- Relator(a)
- Ministro Afrânio Vilela
- Órgão julgador
- Segunda Turma
- Data do julgamento
- 24/09/2025
- Data de publicação
- 30/09/2025
STJ – Acórdão, Rel. Ministro Afrânio Vilela, Segunda Turma, j. 24/09/2025, p. 30/09/2025
PROCESSUAL CIVIL E ADMINISTRATIVO. AGRAVO INTERNO NO AGRAVO EM RECURSO ESPECIAL. EXECUÇÃO CONTRA A FAZENDA PÚBLICA. CONTRATO ADMINISTRATIVO. JUROS DE MORA. TERMO INICIAL. DECISÃO TRANSITADA EM JULGADO NA FASE DE CONHECIMENTO. REEXAME NECESSÁRIO . ACÓRDÃO RECORRIDO QUE FIXOU O TERMO INICIAL NA DATA DO VENCIMENTO DA OBRIGAÇÃO COM BASE NA SUA NATUREZA (MORA EX RE).
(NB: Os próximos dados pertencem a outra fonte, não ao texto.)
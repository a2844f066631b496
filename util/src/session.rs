//! Session management
//!
//! Each execution of one of the rover executables runs inside a session, a
//! timestamped directory under the software root which collects the log file
//! and any other outputs of that execution.

// ---------------------------------------------------------------------------
// IMPORTS
// ---------------------------------------------------------------------------

// External imports
use chrono::{DateTime, Utc};
use conquer_once::OnceCell;
use std::fs;
use std::path::PathBuf;
use thiserror::Error;

// Internal imports
use crate::time;

// ---------------------------------------------------------------------------
// STATICS
// ---------------------------------------------------------------------------

static SESSION_EPOCH: OnceCell<DateTime<Utc>> = OnceCell::uninit();

// ---------------------------------------------------------------------------
// CONSTANTS
// ---------------------------------------------------------------------------

/// A chrono format string which diplays a timestamp. See
/// https://docs.rs/chrono/0.4.11/chrono/format/strftime/index.html for more
/// information.
const TIMESTAMP_FORMAT: &str = "%Y%m%d_%H%M%S";

// ---------------------------------------------------------------------------
// DATA STRUCTURES
// ---------------------------------------------------------------------------

/// A struct storing information about the current session
#[derive(Clone)]
pub struct Session {
    /// The root directory for this session
    pub session_root: PathBuf,

    /// The path to the session's log file
    pub log_file_path: PathBuf,
}

// ---------------------------------------------------------------------------
// ENUMERATIONS
// ---------------------------------------------------------------------------

/// Possible errors associated with the session module.
#[derive(Error, Debug)]
pub enum SessionError {
    #[error("The software root environment variable (ARES_SW_ROOT) is not set")]
    SwRootNotSet,

    #[error("Cannot create the session directory: {0}")]
    CannotCreateDir(std::io::Error),

    #[error(
        "Cannot initialise the session epoch, have you already initialised the\
         session? (conquer_once error: {0})"
    )]
    CannotInitEpoch(conquer_once::TryInitError),

    #[error("Cannot get the epoch time, did you forget to initialise the session?")]
    CannotGetEpoch,
}

// ---------------------------------------------------------------------------
// IMPLEMENTATIONS
// ---------------------------------------------------------------------------

impl Session {
    /// Start a new session within the given directory.
    ///
    /// This will create a new session directory named `{exec_name}_{timestamp}`
    pub fn new(exec_name: &str, sessions_dir: &str) -> Result<Self, SessionError> {
        // Set the session epoch
        match SESSION_EPOCH.try_init_once(Utc::now) {
            Ok(_) => (),
            Err(e) => return Err(SessionError::CannotInitEpoch(e)),
        };

        // Format the session epoch as a timestamp
        let timestamp = match SESSION_EPOCH.get() {
            Some(e) => e.format(TIMESTAMP_FORMAT),
            None => return Err(SessionError::CannotGetEpoch),
        };

        // Get the root directory
        let root = crate::host::get_ares_sw_root().map_err(|_| SessionError::SwRootNotSet)?;

        // Create the session path
        let mut path: PathBuf = root;
        path.push(String::from(sessions_dir));
        path.push(format!("{}_{}", exec_name, timestamp));

        // Create the directory
        match fs::create_dir_all(path.clone()) {
            Ok(_) => (),
            Err(e) => return Err(SessionError::CannotCreateDir(e)),
        };

        // Create the log file path
        let mut log_file_path = path.clone();
        log_file_path.push(format!("{}.log", exec_name));

        // Build the session struct
        Ok(Session {
            session_root: path,
            log_file_path,
        })
    }
}

// ---------------------------------------------------------------------------
// PUBLIC FUNCTIONS
// ---------------------------------------------------------------------------

/// Get the number of seconds elapsed since the start of the session.
///
/// # Panics
/// - This function will panic if the session epoch has not been
///   initialised, which is performed on creating a new Session instance.
pub fn get_elapsed_seconds() -> f64 {
    match SESSION_EPOCH.get() {
        Some(e) => {
            let elapsed = Utc::now() - *e;
            match time::duration_to_seconds(elapsed) {
                Some(s) => s,
                None => std::f64::NAN,
            }
        }
        None => panic!("Cannot get the session epoch!"),
    }
}

/// Return a reference to the session's epoch.
///
/// # Panics
/// - This function will panic if the session epoch has not been
///   initialised, which is performed on creating a new Session instance.
pub fn get_epoch() -> &'static DateTime<Utc> {
    match SESSION_EPOCH.get() {
        Some(e) => e,
        None => panic!("Cannot get the session epoch!"),
    }
}
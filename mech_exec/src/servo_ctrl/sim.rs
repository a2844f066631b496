//! [`ServoDriver`] implementation which records commands in memory.
//!
//! Used when the executable runs somewhere without servo hardware on the bus, and by tests which
//! need to observe what would have been written to the boards.

// ------------------------------------------------------------------------------------------------
// IMPORTS
// ------------------------------------------------------------------------------------------------

use std::collections::HashMap;

use super::{ServoDriver, ServoError};

// ------------------------------------------------------------------------------------------------
// STRUCTS
// ------------------------------------------------------------------------------------------------

/// A servo driver board which exists only in memory.
pub struct SimServoDriver {
    num_channels: usize,

    /// Last duty cycle written to each channel. Channels never written to have no entry.
    duty_cycles: HashMap<usize, f64>
}

// ------------------------------------------------------------------------------------------------
// IMPLS
// ------------------------------------------------------------------------------------------------

impl SimServoDriver {
    /// Create a new simulated board with the given number of channels.
    pub fn new(num_channels: usize) -> Self {
        Self {
            num_channels,
            duty_cycles: HashMap::new()
        }
    }

    /// Get the last duty cycle written to a channel, or `None` if it was never written to.
    pub fn duty_cycle(&self, channel: usize) -> Option<f64> {
        self.duty_cycles.get(&channel).copied()
    }
}

impl ServoDriver for SimServoDriver {
    type Channel = usize;

    fn num_channels(&self) -> usize {
        self.num_channels
    }

    fn channel_from_index(&self, index: usize) -> Option<Self::Channel> {
        if index < self.num_channels {
            Some(index)
        }
        else {
            None
        }
    }

    fn set_duty_cycle(
        &mut self,
        channel: Self::Channel,
        duty_cycle: f64
    ) -> Result<(), ServoError> {

        // If the duty cycle is out of range return an error
        if duty_cycle < 0.0 || duty_cycle > 1.0 {
            return Err(ServoError::InvalidDutyCycle)
        }

        self.duty_cycles.insert(channel, duty_cycle);

        Ok(())
    }
}
//! Utility maths functions

// ---------------------------------------------------------------------------
// IMPORTS
// ---------------------------------------------------------------------------

use num_traits::Float;

/// Map a value from one range into another.
pub fn lin_map<T>(source_range: (T, T), target_range: (T, T), value: T) -> T
where
    T: Float
{
    target_range.0
        + ((value - source_range.0)
        * (target_range.1 - target_range.0)
        / (source_range.1 - source_range.0))
}

/// Saturate a value to the closed range `[min, max]`.
pub fn clamp<T>(value: &T, min: &T, max: &T) -> T
where
    T: Float
{
    let mut ret = *value;

    if ret > *max {
        ret = *max
    }
    if ret < *min {
        ret = *min
    }

    ret
}

#[cfg(test)]
mod test {
    use super::*;

    #[test]
    fn test_lin_map() {
        // Servo pulse mapping, angle over actuation range to pulse width
        assert_eq!(lin_map((0f64, 180f64), (750f64, 2250f64), 0f64), 750f64);
        assert_eq!(lin_map((0f64, 180f64), (750f64, 2250f64), 180f64), 2250f64);
        assert_eq!(lin_map((0f64, 180f64), (750f64, 2250f64), 90f64), 1500f64);

        // Throttle over [-1, 1], zero maps to the middle of the range
        assert_eq!(lin_map((-1f64, 1f64), (750f64, 2250f64), 0f64), 1500f64);

        // Inverted target ranges are allowed
        assert_eq!(lin_map((0f64, 1f64), (1f64, 0f64), 0.25f64), 0.75f64);
    }

    #[test]
    fn test_clamp() {
        assert_eq!(clamp(&0.5f64, &0f64, &1f64), 0.5f64);
        assert_eq!(clamp(&-2f64, &0f64, &1f64), 0f64);
        assert_eq!(clamp(&2f64, &0f64, &1f64), 1f64);

        // Values on the bound stay on the bound
        assert_eq!(clamp(&1f64, &0f64, &1f64), 1f64);
    }
}
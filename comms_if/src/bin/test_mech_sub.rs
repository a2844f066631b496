//! Simple subscriber test for the mechanisms sensor data stream

use comms_if::{
    eqpt::mech::MechSensData,
    net::{MonitoredSocket, SocketOptions},
};
use structopt::StructOpt;

#[derive(StructOpt, Debug)]
#[structopt(name = "test_mech_sub")]
struct Opts {
    /// Endpoint the mechanisms server's sensor data socket is bound to
    #[structopt(default_value = "tcp://localhost:5001")]
    endpoint: String
}

fn main() -> Result<(), Box<dyn std::error::Error>> {

    let opts = Opts::from_args();

    // Create context
    let ctx = zmq::Context::new();

    // Create socket options
    let socket_options = SocketOptions {
        ..Default::default()
    };

    // Create socket
    let socket = MonitoredSocket::new(
        &ctx,
        zmq::SUB,
        socket_options,
        &opts.endpoint
    )?;

    // Subscribe to everything the server publishes
    socket.set_subscribe(b"")?;

    // Recieve messages from publisher
    loop {

        let msg = socket.recv_msg(0)?;

        match msg.as_str().map(serde_json::from_str::<MechSensData>) {
            Some(Ok(sens_data)) => println!("Got sensor data: {:?}", sens_data),
            _ => println!("Got unparsable message: {:?}", msg.as_str())
        }
    }
}
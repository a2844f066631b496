//! # Actuator Calibration Store
//!
//! Validated form of the calibration section of the parameter file. The raw parameters arrive as
//! parallel per-group arrays indexed by group position, [`CalibStore::build`] cross checks them
//! and folds them into one [`CalibRecord`] per actuator. Everything downstream of the build works
//! from records and can assume they are complete and consistent.

// ------------------------------------------------------------------------------------------------
// IMPORTS
// ------------------------------------------------------------------------------------------------

use std::collections::HashMap;

use comms_if::eqpt::mech::ActId;

use crate::params::MechExecParams;
use crate::servo_ctrl::ChannelAddr;

// ------------------------------------------------------------------------------------------------
// STRUCTS
// ------------------------------------------------------------------------------------------------

/// Validated calibration data for all actuators on the rover.
pub struct CalibStore {
    /// The servo driver boards, in board index order.
    pub boards: Vec<BoardInfo>,

    records: HashMap<ActId, CalibRecord>
}

/// One servo driver board as described by the parameter file.
#[derive(Debug, Clone, Copy)]
pub struct BoardInfo {
    pub i2c_address: u8,
    pub num_channels: usize
}

/// Calibration of a single actuator.
#[derive(Debug, Clone, Copy, PartialEq)]
pub struct CalibRecord {
    /// The servo channel the actuator is wired to.
    pub addr: ChannelAddr,

    /// Gain of the linear demand to servo unit conversion.
    pub gain: f64,

    /// Offset of the linear demand to servo unit conversion. Also the servo unit value of a zero
    /// demand, which is what a stop commands.
    pub offset: f64,

    /// Lowest servo unit value the actuator may be commanded to.
    pub hw_min: f64,

    /// Highest servo unit value the actuator may be commanded to.
    pub hw_max: f64,

    /// The kind of servo fitted to the actuator.
    pub kind: ServoKind
}

// ------------------------------------------------------------------------------------------------
// ENUMS
// ------------------------------------------------------------------------------------------------

/// The kind of servo fitted to an actuator, with its electrical configuration.
#[derive(Debug, Clone, Copy, PartialEq)]
pub enum ServoKind {
    /// A positional servo taking angles in degrees.
    Positional {
        actuation_range_deg: f64,
        pulse_width_us: (f64, f64)
    },

    /// A continuous rotation servo taking normalised throttles.
    Continuous
}

/// Errors found while validating the calibration parameters.
#[derive(thiserror::Error, Debug, PartialEq)]
pub enum ConfigError {
    #[error("Required parameter \"{0}\" is missing")]
    MissingField(&'static str),

    #[error("Parameter \"{field}\" has {found} entries, expected {expected}")]
    ShapeMismatch {
        field: &'static str,
        expected: usize,
        found: usize
    },

    #[error("{id} is mapped to board {board} but only {num_boards} boards are configured")]
    BoardOutOfRange {
        id: ActId,
        board: usize,
        num_boards: usize
    },

    #[error(
        "{id} is mapped to channel {channel} on board {board}, which only has {num_channels} \
        channels"
    )]
    ChannelOutOfRange {
        id: ActId,
        board: usize,
        channel: usize,
        num_channels: usize
    },

    #[error("{first} and {second} are both mapped to {addr}")]
    DuplicateAddress {
        first: ActId,
        second: ActId,
        addr: ChannelAddr
    },

    #[error("{id} has an inverted limit range, min {min} is greater than max {max}")]
    InvertedRange {
        id: ActId,
        min: f64,
        max: f64
    },

    #[error(
        "{id} limits [{min}, {max}] are outside the commandable range [{legal_min}, {legal_max}]"
    )]
    LimitsOutOfRange {
        id: ActId,
        min: f64,
        max: f64,
        legal_min: f64,
        legal_max: f64
    }
}

// ------------------------------------------------------------------------------------------------
// IMPLS
// ------------------------------------------------------------------------------------------------

impl CalibRecord {
    /// Convert a demand into servo units.
    ///
    /// The demand goes through the linear calibration and is then saturated to the actuator's
    /// limits. With `hw_min` equal to `hw_max` the output is pinned to that value regardless of
    /// the demand.
    pub fn convert(&self, demand: f64) -> f64 {
        util::maths::clamp(
            &(self.gain * demand + self.offset),
            &self.hw_min,
            &self.hw_max
        )
    }
}

impl CalibStore {
    /// Build the store from raw parameters.
    ///
    /// All fields are checked for presence and shape, channel addresses are checked against the
    /// board descriptions and against each other, and limit ranges are checked for inversion and
    /// for fit inside the commandable range of the servo kind. The first problem found is
    /// returned.
    pub fn build(params: &MechExecParams) -> Result<Self, ConfigError> {
        let addresses = params.board_addresses
            .as_ref()
            .ok_or(ConfigError::MissingField("board_addresses"))?;
        let num_channels = group_array(
            &params.board_num_channels,
            "board_num_channels",
            addresses.len()
        )?;

        let boards: Vec<BoardInfo> = addresses
            .iter()
            .zip(num_channels.iter())
            .map(|(address, num_channels)| BoardInfo {
                i2c_address: *address,
                num_channels: *num_channels
            })
            .collect();

        let mut records = HashMap::new();
        let mut seen = HashMap::new();

        // Drive group, continuous rotation servos
        let idx_map = group_array(
            &params.drv_idx_map, "drv_idx_map", ActId::DRV_IDS.len()
        )?;
        let coeffs = group_array(
            &params.drv_rate_norm_to_sk_coeffs,
            "drv_rate_norm_to_sk_coeffs",
            ActId::DRV_IDS.len()
        )?;
        let mins = group_array(&params.drv_rate_min_sk, "drv_rate_min_sk", ActId::DRV_IDS.len())?;
        let maxs = group_array(&params.drv_rate_max_sk, "drv_rate_max_sk", ActId::DRV_IDS.len())?;

        for &id in ActId::DRV_IDS.iter() {
            let i = id.group_index();
            let addr = parse_addr(id, "drv_idx_map", &idx_map[i], &boards, &mut seen)?;
            let (gain, offset) = parse_coeffs("drv_rate_norm_to_sk_coeffs", &coeffs[i])?;
            check_bounds(id, mins[i], maxs[i], (-1.0, 1.0))?;

            records.insert(id, CalibRecord {
                addr,
                gain,
                offset,
                hw_min: mins[i],
                hw_max: maxs[i],
                kind: ServoKind::Continuous
            });
        }

        // Steer group, positional servos
        let idx_map = group_array(
            &params.str_idx_map, "str_idx_map", ActId::STR_IDS.len()
        )?;
        let coeffs = group_array(
            &params.str_ang_rad_to_sk_coeffs,
            "str_ang_rad_to_sk_coeffs",
            ActId::STR_IDS.len()
        )?;
        let mins = group_array(&params.str_ang_min_sk, "str_ang_min_sk", ActId::STR_IDS.len())?;
        let maxs = group_array(&params.str_ang_max_sk, "str_ang_max_sk", ActId::STR_IDS.len())?;
        let act_ranges = group_array(
            &params.str_act_range_sk, "str_act_range_sk", ActId::STR_IDS.len()
        )?;
        let pw_mins = group_array(
            &params.str_pw_range_min, "str_pw_range_min", ActId::STR_IDS.len()
        )?;
        let pw_maxs = group_array(
            &params.str_pw_range_max, "str_pw_range_max", ActId::STR_IDS.len()
        )?;

        for &id in ActId::STR_IDS.iter() {
            let i = id.group_index();
            let addr = parse_addr(id, "str_idx_map", &idx_map[i], &boards, &mut seen)?;
            let (gain, offset) = parse_coeffs("str_ang_rad_to_sk_coeffs", &coeffs[i])?;
            check_bounds(id, mins[i], maxs[i], (0.0, act_ranges[i]))?;

            records.insert(id, CalibRecord {
                addr,
                gain,
                offset,
                hw_min: mins[i],
                hw_max: maxs[i],
                kind: ServoKind::Positional {
                    actuation_range_deg: act_ranges[i],
                    pulse_width_us: (pw_mins[i], pw_maxs[i])
                }
            });
        }

        // Arm group, positional servos with their own electrical configuration
        let idx_map = group_array(
            &params.arm_idx_map, "arm_idx_map", ActId::ARM_IDS.len()
        )?;
        let coeffs = group_array(
            &params.arm_ang_rad_to_sk_coeffs,
            "arm_ang_rad_to_sk_coeffs",
            ActId::ARM_IDS.len()
        )?;
        let mins = group_array(&params.arm_ang_min_sk, "arm_ang_min_sk", ActId::ARM_IDS.len())?;
        let maxs = group_array(&params.arm_ang_max_sk, "arm_ang_max_sk", ActId::ARM_IDS.len())?;
        let act_ranges = group_array(
            &params.arm_act_range_sk, "arm_act_range_sk", ActId::ARM_IDS.len()
        )?;
        let pw_mins = group_array(
            &params.arm_pw_range_min, "arm_pw_range_min", ActId::ARM_IDS.len()
        )?;
        let pw_maxs = group_array(
            &params.arm_pw_range_max, "arm_pw_range_max", ActId::ARM_IDS.len()
        )?;

        for &id in ActId::ARM_IDS.iter() {
            let i = id.group_index();
            let addr = parse_addr(id, "arm_idx_map", &idx_map[i], &boards, &mut seen)?;
            let (gain, offset) = parse_coeffs("arm_ang_rad_to_sk_coeffs", &coeffs[i])?;
            check_bounds(id, mins[i], maxs[i], (0.0, act_ranges[i]))?;

            records.insert(id, CalibRecord {
                addr,
                gain,
                offset,
                hw_min: mins[i],
                hw_max: maxs[i],
                kind: ServoKind::Positional {
                    actuation_range_deg: act_ranges[i],
                    pulse_width_us: (pw_mins[i], pw_maxs[i])
                }
            });
        }

        Ok(Self { boards, records })
    }

    /// Get the calibration record of an actuator.
    ///
    /// Every actuator in [`ActId::ALL`] has a record, [`CalibStore::build`] fails otherwise.
    pub fn get(&self, id: ActId) -> &CalibRecord {
        &self.records[&id]
    }
}
//! Host platform (linux for example) utility functions

use std::path::PathBuf;

/// Retrieve a short description of the host platform.
pub fn get_uname() -> std::io::Result<String> {
    Ok(format!("{} ({})", std::env::consts::OS, std::env::consts::ARCH))
}

/// Get the software root directory from the `ARES_SW_ROOT` environment
/// variable.
pub fn get_ares_sw_root() -> Result<PathBuf, std::env::VarError> {
    match std::env::var("ARES_SW_ROOT") {
        Ok(s) => Ok(s.into()),
        Err(e) => Err(e)
    }
}
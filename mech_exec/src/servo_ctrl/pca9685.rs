//! [`ServoDriver`] implementation for the PCA9685 driver

// ------------------------------------------------------------------------------------------------
// IMPORTS
// ------------------------------------------------------------------------------------------------

use pwm_pca9685::{Channel, Pca9685};
use embedded_hal::blocking::i2c::{Write, WriteRead};

use super::{ServoDriver, ServoError};

// ------------------------------------------------------------------------------------------------
// CONSTANTS
// ------------------------------------------------------------------------------------------------

/// Number of PWM channels on a PCA9685.
const NUM_CHANNELS: usize = 16;

/// Number of ticks in one PWM frame.
const MAX_PWM: u16 = 4096;

/// Prescale value for a 50 Hz frame from the internal 25 MHz oscillator.
const PRESCALE_50_HZ: u8 = 121;

// ------------------------------------------------------------------------------------------------
// PUBLIC FUNCTIONS
// ------------------------------------------------------------------------------------------------

/// Initialise a PCA9685 at the given I2C address, ready to drive servos.
///
/// The board is brought out of sleep with the frame frequency set to
/// [`PWM_FREQUENCY_HZ`](super::PWM_FREQUENCY_HZ).
pub fn init_board<I2C, E>(i2c: I2C, address: u8) -> Result<Pca9685<I2C>, ServoError>
where
    I2C: Write<Error = E> + WriteRead<Error = E>
{
    let mut board = match Pca9685::new(i2c, address) {
        Ok(b) => b,
        Err(pwm_pca9685::Error::I2C(_)) => return Err(ServoError::I2c),
        Err(pwm_pca9685::Error::InvalidInputData) =>
            return Err(ServoError::BadI2cAddress(address))
    };

    // The prescale constant is always in the range the device accepts, so any failure from
    // here on is an I2C one
    board.set_prescale(PRESCALE_50_HZ).map_err(|_| ServoError::I2c)?;
    board.enable().map_err(|_| ServoError::I2c)?;

    Ok(board)
}

// ------------------------------------------------------------------------------------------------
// IMPLS
// ------------------------------------------------------------------------------------------------

impl<I2C, E> ServoDriver for Pca9685<I2C>
where
    I2C: Write<Error = E> + WriteRead<Error = E>
{
    type Channel = Channel;

    fn num_channels(&self) -> usize {
        NUM_CHANNELS
    }

    fn channel_from_index(&self, index: usize) -> Option<Self::Channel> {
        let channel = match index {
            0 => Channel::C0,
            1 => Channel::C1,
            2 => Channel::C2,
            3 => Channel::C3,
            4 => Channel::C4,
            5 => Channel::C5,
            6 => Channel::C6,
            7 => Channel::C7,
            8 => Channel::C8,
            9 => Channel::C9,
            10 => Channel::C10,
            11 => Channel::C11,
            12 => Channel::C12,
            13 => Channel::C13,
            14 => Channel::C14,
            15 => Channel::C15,
            _ => return None
        };

        Some(channel)
    }

    fn set_duty_cycle(
        &mut self,
        channel: Self::Channel,
        duty_cycle: f64
    ) -> Result<(), ServoError> {

        // If the duty cycle is out of range return an error
        if duty_cycle < 0.0 || duty_cycle > 1.0 {
            return Err(ServoError::InvalidDutyCycle)
        }

        // The pulse turns on at tick zero and off at the tick matching the duty cycle. The off
        // register holds 12 bits so a full scale duty cycle saturates at the final tick.
        let off_tick = ((duty_cycle*(MAX_PWM as f64)) as u16).min(MAX_PWM - 1);

        match self.set_channel_on_off(channel, 0, off_tick) {
            Ok(_) => Ok(()),
            Err(pwm_pca9685::Error::I2C(_)) => Err(ServoError::I2c),
            Err(pwm_pca9685::Error::InvalidInputData) => Err(ServoError::InvalidDutyCycle)
        }
    }
}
ALEGAÇÃO DE OFENSA À COISA JULGADA E DE REFORMATIO IN PEJUS. PRETENSÃO DE REFORMA DO JULGADO. NECESSIDADE DE REEXAME DO CONJUNTO FÁTICO-PROBATÓRIO. IMPOSSIBILIDADE. INCIDÊNCIA DA SÚMULA 7/STJ. AGRAVO INTERNO IMPROVIDO. 1. A controvérsia sobre a ocorrência de ofensa à coisa julgada, decorrente da alteração do termo inicial dos juros de mora em reexame necessário, não pode ser dirimida sem a incursão no acervo fático-probatório que fundamentou a conclusão do Tribunal de origem sobre a natureza da obrigação. 2. O acórdão recorrido, ao assentar que a mora era ex re e incidia desde o vencimento, o fez com base na análise de elementos concretos que o levaram a concluir que se tratava de "obrigação, positiva e líquida, no seu termo". A revisão dessa premissa fática para fazer prevalecer o título judicial anterior, que fixara a citação como termo inicial, é vedada pelo óbice da Súmula 7/STJ. 3. A tese de que a análise pretendida configura mera revaloração jurídica da prova não prospera, uma vez que o agravante busca infirmar a premissa fática estabelecida pela instância ordinária a natureza da obrigação para, a partir de novo enquadramento, obter resultado diverso, o que configura pretensão de reexame de prova. 4. Agravo interno improvido. (AgInt no AREsp n. 2.464.665/SP, relator Ministro Afrânio Vilela, Segunda Turma, julgado em 24/9/2025, DJEN de 30/9/2025.)